__Your assignment__
Exactly the lines from the top of the records below through the one containing "pub struct LogSettings" must be set down, with no line added or dropped.

==*==

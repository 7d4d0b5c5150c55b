use std::str::FromStr;

use anyhow::{Context, Result};
use serde::Deserialize;
use tracing_subscriber::{
    filter::LevelFilter, fmt, prelude::__tracing_subscriber_SubscriberExt, util::SubscriberInitExt,
    EnvFilter,
};

#[derive(Debug, Clone, Deserialize)]
pub struct LogSettings {
    #[serde(default = "default_level")]
    pub level: String,
}

fn default_level() -> String {
    String::from("info")
}

impl Default for LogSettings {
    fn default() -> Self {
        Self { level: default_level() }
    }
}

impl LogSettings {
    fn filter(&self) -> Result<EnvFilter> {
        let level = tracing::Level::from_str(self.level.as_str())
            .with_context(|| format!("invalid log level {:?}", self.level))?;

        Ok(EnvFilter::default()
            .add_directive(LevelFilter::from_level(level).into())
            .add_directive("hyper=warn".parse()?)
            .add_directive("reqwest=warn".parse()?)
            .add_directive("tower=warn".parse()?))
    }
}

pub fn setup_logging(settings: &LogSettings) -> Result<()> {
    let fmt_layer = fmt::layer();

    tracing_subscriber::registry()
        .with(settings.filter()?)
        .with(fmt_layer)
        .try_init()
        .context("a global tracing subscriber is already installed")?;

    Ok(())
}
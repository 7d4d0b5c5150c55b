//! Turns an incoming [WebhookPayload] into the data shown in the email.
//!
//! Batch level fields (status, severity, incident name, description, host) come
//! from the common labels and annotations, each alert of the batch becomes one
//! [AlertEntry] with its start time, link and filtered labels.

use std::{collections::HashSet, fmt};

use indexmap::IndexMap;
use once_cell::sync::Lazy;
use serde::{Serialize, Serializer};
use url::Url;

use crate::{
	alert::{AlertItem, Labels, WebhookPayload},
	error::AlertError,
	timestamp::format_timestamp,
};

/// labels that carry no information for the people reading the email
static BLACKLISTED_LABELS: Lazy<HashSet<&'static str>> = Lazy::new(|| {
	HashSet::from([
		"alertname",
		"ruleId",
		"uid",
		"monitor",
		"groupKey",
		"fingerprint",
		"threshold.name",
	])
});

pub const DEFAULT_INCIDENT_NAME: &str = "Alerta do Sistema";
pub const DEFAULT_SEVERITY: &str = "info";
pub const RESOLVED_SEVERITY: &str = "resolved";
pub const DEFAULT_DESCRIPTION: &str = "Sem descrição disponível.";
pub const DEFAULT_LINK: &str = "#";

#[derive(Debug, Clone, PartialEq, Eq)]
pub enum AlertStatus {
	Firing,
	Resolved,
	/// anything else, uppercased
	Other(String),
}

impl AlertStatus {
	pub fn parse(status: Option<&str>) -> Self {
		match status.map(str::to_uppercase) {
			None => Self::Firing,
			Some(status) => match status.as_str() {
				"FIRING" => Self::Firing,
				"RESOLVED" => Self::Resolved,
				_ => Self::Other(status),
			},
		}
	}

	pub fn as_str(&self) -> &str {
		match self {
			Self::Firing => "FIRING",
			Self::Resolved => "RESOLVED",
			Self::Other(other) => other.as_str(),
		}
	}

	/// bounded label value for metrics, every unknown status shares `OTHER`
	pub fn metric_label(&self) -> &'static str {
		match self {
			Self::Firing => "FIRING",
			Self::Resolved => "RESOLVED",
			Self::Other(_) => "OTHER",
		}
	}
}

impl fmt::Display for AlertStatus {
	fn fmt(&self, f: &mut fmt::Formatter<'_>) -> fmt::Result {
		f.write_str(self.as_str())
	}
}

impl Serialize for AlertStatus {
	fn serialize<S: Serializer>(&self, serializer: S) -> Result<S::Ok, S::Error> {
		serializer.serialize_str(self.as_str())
	}
}

#[derive(Debug, Clone, Serialize)]
/// one alert of the batch, ready for display
pub struct AlertEntry {
	/// formatted start time
	pub time: String,
	/// display key -> label value, in the order the labels were received
	pub metadata: IndexMap<String, String>,
	/// link back to the monitoring platform
	pub link: String,
}

#[derive(Debug, Clone, Serialize)]
pub struct NormalizedAlert {
	pub status: AlertStatus,
	pub severity: String,
	pub incident_name: String,
	pub description: String,
	pub host: Option<String>,
	pub subject: String,
	pub items: Vec<AlertEntry>,
}

impl NormalizedAlert {
	/// Extracts the display data from `payload`.
	///
	/// Returns [AlertError::EmptyPayload] if the batch contains no alerts.
	///
	/// # Arguments
	///
	/// * `payload` - the received alert group
	///
	/// * `subject_prefix` - tag put in brackets in front of the email subject
	pub fn from_payload(payload: &WebhookPayload, subject_prefix: &str) -> Result<Self, AlertError> {
		if payload.alerts.is_empty() {
			return Err(AlertError::EmptyPayload);
		}

		let labels = &payload.common_labels;
		let annotations = &payload.common_annotations;

		let status = AlertStatus::parse(payload.status.as_deref());

		let incident_name = first_non_empty(labels, &["alertname"])
			.unwrap_or(DEFAULT_INCIDENT_NAME)
			.to_string();

		let severity = if status == AlertStatus::Resolved {
			RESOLVED_SEVERITY.to_string()
		} else {
			first_non_empty(labels, &["severity"]).unwrap_or(DEFAULT_SEVERITY).to_lowercase()
		};

		let description = first_non_empty(annotations, &["description", "summary"])
			.unwrap_or(DEFAULT_DESCRIPTION)
			.to_string();

		let host = first_non_empty(labels, &["Host", "host", "host.name"]).map(str::to_string);

		let subject = format!(
			"[{subject_prefix}] - {}: {incident_name}",
			host.as_deref().unwrap_or(&severity)
		);

		let items = payload
			.alerts
			.iter()
			.map(|alert| AlertEntry::new(alert, payload.external_url.as_deref()))
			.collect();

		Ok(Self { status, severity, incident_name, description, host, subject, items })
	}
}

impl AlertEntry {
	fn new(alert: &AlertItem, external_url: Option<&str>) -> Self {
		let metadata = alert
			.labels
			.iter()
			.filter(|(key, value)| !value.is_empty() && !BLACKLISTED_LABELS.contains(key.as_str()))
			.map(|(key, value)| (format_key(key), value.clone()))
			.collect();

		let link = [alert.generator_url.as_deref(), external_url]
			.into_iter()
			.flatten()
			.find(|url| is_web_link(url))
			.unwrap_or(DEFAULT_LINK)
			.to_string();

		Self { time: format_timestamp(alert.starts_at.as_deref()), metadata, link }
	}
}

/// only absolute http(s) urls end up in the email's links
fn is_web_link(url: &str) -> bool {
	Url::parse(url).map_or(false, |url| matches!(url.scheme(), "http" | "https"))
}

/// first value of `keys` that is present and not empty
fn first_non_empty<'a>(labels: &'a Labels, keys: &[&str]) -> Option<&'a str> {
	keys.iter()
		.filter_map(|key| labels.get(*key))
		.map(String::as_str)
		.find(|value| !value.is_empty())
}

/// Turns a label key into a human readable title.
///
/// `threshold/raw_value` becomes `Raw Value`: everything up to the last `/` is
/// dropped, `_` and `.` become spaces and every word is capitalized.
pub fn format_key(key: &str) -> String {
	let key = key.rsplit('/').next().unwrap_or(key);
	let spaced = key.replace(&['_', '.'][..], " ");

	let mut title = String::with_capacity(spaced.len());
	let mut in_word = false;
	for c in spaced.trim().chars() {
		if c.is_alphabetic() {
			if in_word {
				title.extend(c.to_lowercase());
			} else {
				title.extend(c.to_uppercase());
			}
			in_word = true;
		} else {
			title.push(c);
			in_word = false;
		}
	}

	title
}
//! Here we expose prometheus metrics about alertmail
use std::net::{IpAddr, SocketAddr};

use anyhow::{Context, Result};
use axum::{
    extract::Extension,
    http::{header::CONTENT_TYPE, StatusCode},
    response::{IntoResponse, Response},
    routing::get,
    Router,
};
use prometheus::{Encoder, Registry, TextEncoder};
use serde::Deserialize;

use crate::settings;

#[derive(Debug, Deserialize, Clone)]
pub struct TelemetryEndpointSettings {
    #[serde(default = "settings::default_bind_address")]
    pub bind_address: IpAddr,
    #[serde(default = "default_port")]
    pub port: u16,
}

fn default_port() -> u16 {
    9100
}

impl Default for TelemetryEndpointSettings {
    fn default() -> Self {
        Self { bind_address: settings::default_bind_address(), port: default_port() }
    }
}

impl TelemetryEndpointSettings {
    pub fn to_socket_addr(&self) -> SocketAddr {
        settings::socket_addr(self.bind_address, self.port)
    }
}

async fn metrics_handler(Extension(registry): Extension<Registry>) -> Response {
    let mut buffer = vec![];
    let encoder = TextEncoder::new();
    let metric_families = registry.gather();

    if let Err(err) = encoder.encode(&metric_families, &mut buffer) {
        tracing::error!("failed to encode metrics: {err}");
        return StatusCode::INTERNAL_SERVER_ERROR.into_response();
    }

    ([(CONTENT_TYPE, encoder.format_type().to_string())], buffer).into_response()
}

pub fn router(registry: Registry) -> Router {
    Router::new().route("/metrics", get(metrics_handler)).layer(Extension(registry))
}

pub async fn run_telemetry_endpoint(settings: &TelemetryEndpointSettings, registry: Registry) -> Result<()> {
    let addr = settings.to_socket_addr();
    tracing::info!("serving metrics on {addr}");

    axum::Server::try_bind(&addr)
        .with_context(|| format!("could not bind telemetry endpoint to {addr}"))?
        .serve(router(registry).into_make_service())
        .await
        .context("telemetry endpoint crashed")?;

    Ok(())
}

==*==

__Solution to the exercise__
repository 7d4d0b5c5150c55b
use std::str::FromStr;

use anyhow::{Context, Result};
use serde::Deserialize;
use tracing_subscriber::{
    filter::LevelFilter, fmt, prelude::__tracing_subscriber_SubscriberExt, util::SubscriberInitExt,
    EnvFilter,
};

#[derive(Debug, Clone, Deserialize)]
pub struct LogSettings {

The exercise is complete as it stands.